[Saved data entries]
// SPDX-License-Identifier: MIT

//!
//! *Part of the wider GridView project*
//!
//! This crate defines the basic temporal datatypes used across the GridView
//! project (temporal controller, demo binaries, data-fetch consumers).
//!
//! GridView visualizes power-grid components overlaid with weather heatmaps,
//! one calendar day at a time.  The types here describe the day-granular
//! window under analysis:
//!
//! - [`DateRange`]: an inclusive [start, end] calendar window, valid by
//! construction
//! - [`FrameSequence`]: the ordered daily frames a range covers, with
//! wrapping successor arithmetic for playback
//! - [`HeatmapParameter`] and [`FrameKey`]: the identity of one heatmap
//! frame, so consumers can turn a cursor date into a data request
//!
//! This crate aims to provide APIs for each type so that if a type is
//! instantiated, the developer can be sure it's valid.
//!

mod date_range;
mod frame;
mod parameter;

pub use date_range::*;
pub use frame::*;
pub use parameter::*;
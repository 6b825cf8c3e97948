// SPDX-License-Identifier: MIT

//!
//! *Part of the wider GridView project*
//!
//! This library crate owns the temporal state of the GridView viewer: the
//! inclusive date range under analysis, the cursor being displayed, and the
//! playback driver that animates the cursor through the range.  It does the
//! following:
//!
//! - Keeps the (range, cursor, playback) triple consistent: the cursor
//! always lies inside the range, and replacing the range clamps it back in
//! - Drives playback through an injected scheduling port, so at most one
//! timer exists per controller and tests can substitute a fake
//! - Publishes every state change to subscribers (the heatmap store, the
//! slider) rather than fetching any data itself
//!
//! This crate makes use of the basic GridView `core` crate for the range and
//! frame-sequence primitives, and is itself used by the demo binaries.
//!

mod config;
mod controller;
mod events;
mod playback;
mod scheduler;

pub use config::*;
pub use controller::*;
pub use events::*;
pub use playback::*;
pub use scheduler::*;

use grid_view_core::InvalidRangeError;
use thiserror::Error;

/// Errors that can be returned when configuring the temporal core
#[derive(Error, Debug, Clone, PartialEq, Eq)]
pub enum TemporalError {
    /// The requested range's start falls after its end
    #[error(transparent)]
    Range(#[from] InvalidRangeError),

    /// The requested playback interval is zero
    #[error(transparent)]
    Interval(#[from] InvalidIntervalError),
}
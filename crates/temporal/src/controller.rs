// SPDX-License-Identifier: MIT

//!
//! The temporal range controller
//!

use crate::{
    InvalidIntervalError, PlaybackState, SubscriptionId, TemporalConfig, TemporalError,
    TemporalEvent, TemporalSnapshot, TickScheduler, TokioTickScheduler,
};
use chrono::NaiveDate;
use grid_view_core::{DateRange, FrameSequence, InvalidRangeError};
use log::{debug, info};
use std::fmt;
use std::sync::{Arc, Mutex, Weak};

/// A controller shared between the UI and the playback timer
pub type SharedController = Arc<Mutex<TemporalRangeController>>;

type Subscriber = Box<dyn FnMut(&TemporalEvent) + Send>;

/// Maintains a consistent (range, cursor, playback) triple for the viewer
///
/// The cursor always lies inside the range; replacing the range clamps it
/// back in.  Playback advances the cursor one frame per interval, wrapping
/// past the end of the range, and owns its timer exclusively through the
/// injected [`TickScheduler`].
///
/// The controller publishes every state change to subscribers and never
/// fetches data itself: the heatmap store and the slider react to the
/// published events.
pub struct TemporalRangeController {
    /// The configured window ranges are clamped into
    window: DateRange,

    range: DateRange,
    cursor: NaiveDate,
    playback: PlaybackState,
    scheduler: Box<dyn TickScheduler>,
    subscribers: Vec<(SubscriptionId, Subscriber)>,
    next_subscription: u64,
}

impl TemporalRangeController {
    /// Create a stopped controller covering the config's full window, with
    /// the cursor on the first day
    pub fn new(
        config: TemporalConfig,
        scheduler: Box<dyn TickScheduler>,
    ) -> Result<TemporalRangeController, TemporalError> {
        let window = DateRange::new(config.min_date, config.max_date)?;
        let playback = PlaybackState::stopped(config.interval_ms)?;
        Ok(TemporalRangeController {
            window,
            range: window,
            cursor: window.start(),
            playback,
            scheduler,
            subscribers: Vec::new(),
            next_subscription: 0,
        })
    }

    /// Build a controller behind a shared handle, driven by a tokio timer
    ///
    /// Must be called from within a tokio runtime.  The timer task holds
    /// only a weak reference, so dropping the returned handle tears the
    /// timer down with the controller.
    pub fn shared(config: TemporalConfig) -> Result<SharedController, TemporalError> {
        config.validate()?;
        Ok(Arc::new_cyclic(
            |weak: &Weak<Mutex<TemporalRangeController>>| {
                let weak = weak.clone();
                let scheduler = TokioTickScheduler::new(move || {
                    if let Some(controller) = weak.upgrade() {
                        if let Ok(mut controller) = controller.lock() {
                            controller.tick();
                        }
                    }
                });
                // `validate` above makes this constructor infallible
                let controller = TemporalRangeController::new(config, Box::new(scheduler))
                    .expect("config already validated");
                Mutex::new(controller)
            },
        ))
    }

    //--------------------------------------------------------------------------
    // Read accessors
    //--------------------------------------------------------------------------

    /// The configured window ranges are clamped into
    pub fn window(&self) -> DateRange {
        self.window
    }

    /// The inclusive date range under analysis
    pub fn range(&self) -> DateRange {
        self.range
    }

    /// The date currently displayed
    pub fn cursor(&self) -> NaiveDate {
        self.cursor
    }

    /// The playback state (running flag and speed)
    pub fn playback(&self) -> PlaybackState {
        self.playback
    }

    /// Whether playback is currently running
    pub fn is_playing(&self) -> bool {
        self.playback.is_playing()
    }

    /// Milliseconds between playback frames
    pub fn interval_ms(&self) -> u64 {
        self.playback.interval_ms()
    }

    /// The daily frames the current range covers
    pub fn frames(&self) -> FrameSequence {
        self.range.frames()
    }

    /// The cursor's position within the frame sequence
    pub fn frame_index(&self) -> usize {
        // The cursor invariant keeps this inside the range
        self.frames().index_of(self.cursor).unwrap_or(0)
    }

    /// An immutable snapshot of the full controller state
    pub fn snapshot(&self) -> TemporalSnapshot {
        TemporalSnapshot {
            range: self.range,
            cursor: self.cursor,
            playing: self.playback.is_playing(),
            interval_ms: self.playback.interval_ms(),
        }
    }

    //--------------------------------------------------------------------------
    // Mutations
    //--------------------------------------------------------------------------

    /// Replace the range
    ///
    /// Rejects `new_start > new_end`, leaving the prior state untouched.  On
    /// success the endpoints are clamped into the configured window the way
    /// the UI's date pickers bound their inputs, the cursor is preserved
    /// when it still falls inside the new range and clamped to the nearest
    /// bound otherwise, and a [`TemporalEvent::RangeChanged`] is published.
    pub fn set_range(
        &mut self,
        new_start: NaiveDate,
        new_end: NaiveDate,
    ) -> Result<(), InvalidRangeError> {
        if new_start > new_end {
            return Err(InvalidRangeError {
                start: new_start,
                end: new_end,
            });
        }

        // Clamping into the window preserves order, so this can't fail
        let range = DateRange::new(self.window.clamp(new_start), self.window.clamp(new_end))?;
        self.range = range;
        self.cursor = range.clamp(self.cursor);

        info!("Range set to {}..={}, cursor at {}", range.start(), range.end(), self.cursor);
        self.publish(TemporalEvent::RangeChanged {
            range,
            cursor: self.cursor,
        });
        Ok(())
    }

    /// Move the cursor, clamping silently into the range
    ///
    /// Slider rounding can hand over out-of-range dates, so this clamps
    /// rather than fails.  Nothing is published when the clamped value
    /// equals the current cursor, to spare consumers a redundant fetch.
    pub fn set_cursor(&mut self, date: NaiveDate) {
        let cursor = self.range.clamp(date);
        if cursor == self.cursor {
            return;
        }
        self.cursor = cursor;
        debug!("Cursor set to {cursor}");
        self.publish(TemporalEvent::CursorMoved { cursor });
    }

    /// Start playback
    ///
    /// Does nothing if already playing: there is never more than one pending
    /// timer.
    pub fn play(&mut self) {
        if self.playback.is_playing() {
            return;
        }
        self.playback.set_playing(true);
        self.scheduler.start(self.playback.interval());
        info!("Playback started at {}ms per frame", self.playback.interval_ms());
        self.publish(TemporalEvent::PlaybackStarted);
    }

    /// Stop playback, keeping the cursor where it is
    ///
    /// Does nothing if already paused.
    pub fn pause(&mut self) {
        if !self.playback.is_playing() {
            return;
        }
        self.playback.set_playing(false);
        self.scheduler.stop();
        info!("Playback paused at {}", self.cursor);
        self.publish(TemporalEvent::PlaybackPaused);
    }

    /// Change the playback speed
    ///
    /// Rejects a zero interval, leaving the prior speed in place.  When
    /// playing, the pending timer is replaced so the next tick fires at the
    /// new period.
    pub fn set_interval_ms(&mut self, interval_ms: u64) -> Result<(), InvalidIntervalError> {
        self.playback.set_interval_ms(interval_ms)?;
        if self.playback.is_playing() {
            self.scheduler.start(self.playback.interval());
        }
        self.publish(TemporalEvent::IntervalChanged { interval_ms });
        Ok(())
    }

    /// Advance the cursor one frame, wrapping past the end of the range
    ///
    /// Called by the scheduler.  A tick that lands after [`pause`] is
    /// ignored, and a single-day range wraps onto itself without publishing.
    ///
    /// [`pause`]: TemporalRangeController::pause
    pub fn tick(&mut self) {
        if !self.playback.is_playing() {
            return;
        }
        let cursor = self.frames().next_wrapping(self.cursor);
        if cursor == self.cursor {
            return;
        }
        self.cursor = cursor;
        debug!("Tick: cursor advanced to {cursor}");
        self.publish(TemporalEvent::CursorMoved { cursor });
    }

    //--------------------------------------------------------------------------
    // Subscriptions
    //--------------------------------------------------------------------------

    /// Register a callback for every published state change
    pub fn subscribe(
        &mut self,
        subscriber: impl FnMut(&TemporalEvent) + Send + 'static,
    ) -> SubscriptionId {
        let id = SubscriptionId::new(self.next_subscription);
        self.next_subscription += 1;
        self.subscribers.push((id, Box::new(subscriber)));
        id
    }

    /// Remove a subscription.  Returns false if the id was never registered
    /// or already removed
    pub fn unsubscribe(&mut self, id: SubscriptionId) -> bool {
        let before = self.subscribers.len();
        self.subscribers
            .retain(|(subscription_id, _)| *subscription_id != id);
        self.subscribers.len() != before
    }

    fn publish(&mut self, event: TemporalEvent) {
        for (_, subscriber) in &mut self.subscribers {
            subscriber(&event);
        }
    }
}

impl fmt::Debug for TemporalRangeController {
    fn fmt(&self, f: &mut fmt::Formatter<'_>) -> fmt::Result {
        f.debug_struct("TemporalRangeController")
            .field("window", &self.window)
            .field("range", &self.range)
            .field("cursor", &self.cursor)
            .field("playback", &self.playback)
            .field("subscribers", &self.subscribers.len())
            .finish_non_exhaustive()
    }
}
// SPDX-License-Identifier: MIT

//!
//! Playback state
//!

use serde::Serialize;
use std::time::Duration;
use thiserror::Error;

/// Error returned when a playback interval of zero milliseconds is requested
#[derive(Error, Debug, Clone, Copy, PartialEq, Eq)]
#[error("Interval `{0}`ms is not allowed (must be > 0)")]
pub struct InvalidIntervalError(pub u64);

/// Whether playback is running, and how fast
///
/// Created stopped.  The timer itself lives behind the controller's
/// scheduling port; this only records the requested state.
#[derive(Debug, Clone, Copy, PartialEq, Eq, Serialize)]
pub struct PlaybackState {
    playing: bool,
    interval_ms: u64,
}

impl PlaybackState {
    /// A stopped playback advancing one frame per `interval_ms` once started
    pub fn stopped(interval_ms: u64) -> Result<PlaybackState, InvalidIntervalError> {
        if interval_ms == 0 {
            return Err(InvalidIntervalError(interval_ms));
        }
        Ok(PlaybackState {
            playing: false,
            interval_ms,
        })
    }

    /// Whether playback is currently running
    pub fn is_playing(&self) -> bool {
        self.playing
    }

    /// Milliseconds between frames
    pub fn interval_ms(&self) -> u64 {
        self.interval_ms
    }

    /// The tick period as a [`Duration`]
    pub fn interval(&self) -> Duration {
        Duration::from_millis(self.interval_ms)
    }

    pub(crate) fn set_playing(&mut self, playing: bool) {
        self.playing = playing;
    }

    pub(crate) fn set_interval_ms(&mut self, interval_ms: u64) -> Result<(), InvalidIntervalError> {
        if interval_ms == 0 {
            return Err(InvalidIntervalError(interval_ms));
        }
        self.interval_ms = interval_ms;
        Ok(())
    }
}

#[cfg(test)]
mod test {
    use super::PlaybackState;
    use std::time::Duration;

    #[test]
    fn stopped() {
        // Zero intervals are rejected
        assert!(PlaybackState::stopped(0).is_err());

        // Anything positive starts out paused
        let playback = PlaybackState::stopped(250).unwrap();
        assert!(!playback.is_playing());
        assert_eq!(playback.interval_ms(), 250);
        assert_eq!(playback.interval(), Duration::from_millis(250));
    }

    #[test]
    fn set_interval_ms() {
        let mut playback = PlaybackState::stopped(250).unwrap();
        assert!(playback.set_interval_ms(0).is_err());
        assert_eq!(playback.interval_ms(), 250);

        playback.set_interval_ms(100).unwrap();
        assert_eq!(playback.interval_ms(), 100);
    }
}
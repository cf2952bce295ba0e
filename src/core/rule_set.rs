//! Ordered, fixed collection of password rules.

use super::evaluation::RuleOutcome;
use super::rule::{PasswordRule, MIN_LENGTH, SPECIAL_CHARACTERS};

/// Totally ordered set of rules.
///
/// Order is presentation order: the n-th outcome of [`RuleSet::evaluate`]
/// always belongs to the n-th rule, so indicators rendered from it stay
/// aligned with the rule definitions.
///
/// # Example
///
/// ```rust
/// use signup_guard::core::RuleSet;
///
/// let rules = RuleSet::standard();
/// let names: Vec<&str> = rules.iter().map(|r| r.name()).collect();
///
/// assert_eq!(names, ["length", "uppercase", "lowercase", "number", "special"]);
/// ```
#[derive(Clone, Debug)]
pub struct RuleSet {
    rules: Vec<PasswordRule>,
}

impl RuleSet {
    /// The five registration rules with the default minimum length.
    pub fn standard() -> Self {
        Self::with_min_length(MIN_LENGTH)
    }

    /// The five registration rules with a custom minimum length.
    pub fn with_min_length(min: usize) -> Self {
        Self::configured(min, SPECIAL_CHARACTERS)
    }

    /// The five registration rules with a custom length and special set.
    pub fn configured(min: usize, special_characters: &str) -> Self {
        Self {
            rules: vec![
                PasswordRule::min_length(min),
                PasswordRule::uppercase(),
                PasswordRule::lowercase(),
                PasswordRule::digit(),
                PasswordRule::special(special_characters),
            ],
        }
    }

    /// Build from rules already in presentation order.
    pub fn from_rules(rules: Vec<PasswordRule>) -> Self {
        Self { rules }
    }

    pub fn iter(&self) -> impl Iterator<Item = &PasswordRule> {
        self.rules.iter()
    }

    pub fn len(&self) -> usize {
        self.rules.len()
    }

    pub fn is_empty(&self) -> bool {
        self.rules.is_empty()
    }

    /// Look up a rule by identifier.
    pub fn get(&self, name: &str) -> Option<&PasswordRule> {
        self.rules.iter().find(|r| r.name() == name)
    }

    /// Evaluate every rule in order. No rule is skipped, even on empty input.
    pub fn evaluate(&self, password: &str) -> Vec<RuleOutcome> {
        self.rules
            .iter()
            .map(|rule| RuleOutcome {
                name: rule.name().to_string(),
                description: rule.description().to_string(),
                passed: rule.check(password),
            })
            .collect()
    }
}

impl Default for RuleSet {
    fn default() -> Self {
        Self::standard()
    }
}

impl<'a> IntoIterator for &'a RuleSet {
    type Item = &'a PasswordRule;
    type IntoIter = std::slice::Iter<'a, PasswordRule>;

    fn into_iter(self) -> Self::IntoIter {
        self.rules.iter()
    }
}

Prompt:
Up to and including the line that holds "arithmetic for playback", reproduce the records above exactly from their first line, and give nothing else.

Solution:
// SPDX-License-Identifier: MIT

//!
//! *Part of the wider GridView project*
//!
//! This crate defines the basic temporal datatypes used across the GridView
//! project (temporal controller, demo binaries, data-fetch consumers).
//!
//! GridView visualizes power-grid components overlaid with weather heatmaps,
//! one calendar day at a time.  The types here describe the day-granular
//! window under analysis:
//!
//! - [`DateRange`]: an inclusive [start, end] calendar window, valid by
//! construction
//! - [`FrameSequence`]: the ordered daily frames a range covers, with
//! wrapping successor arithmetic for playback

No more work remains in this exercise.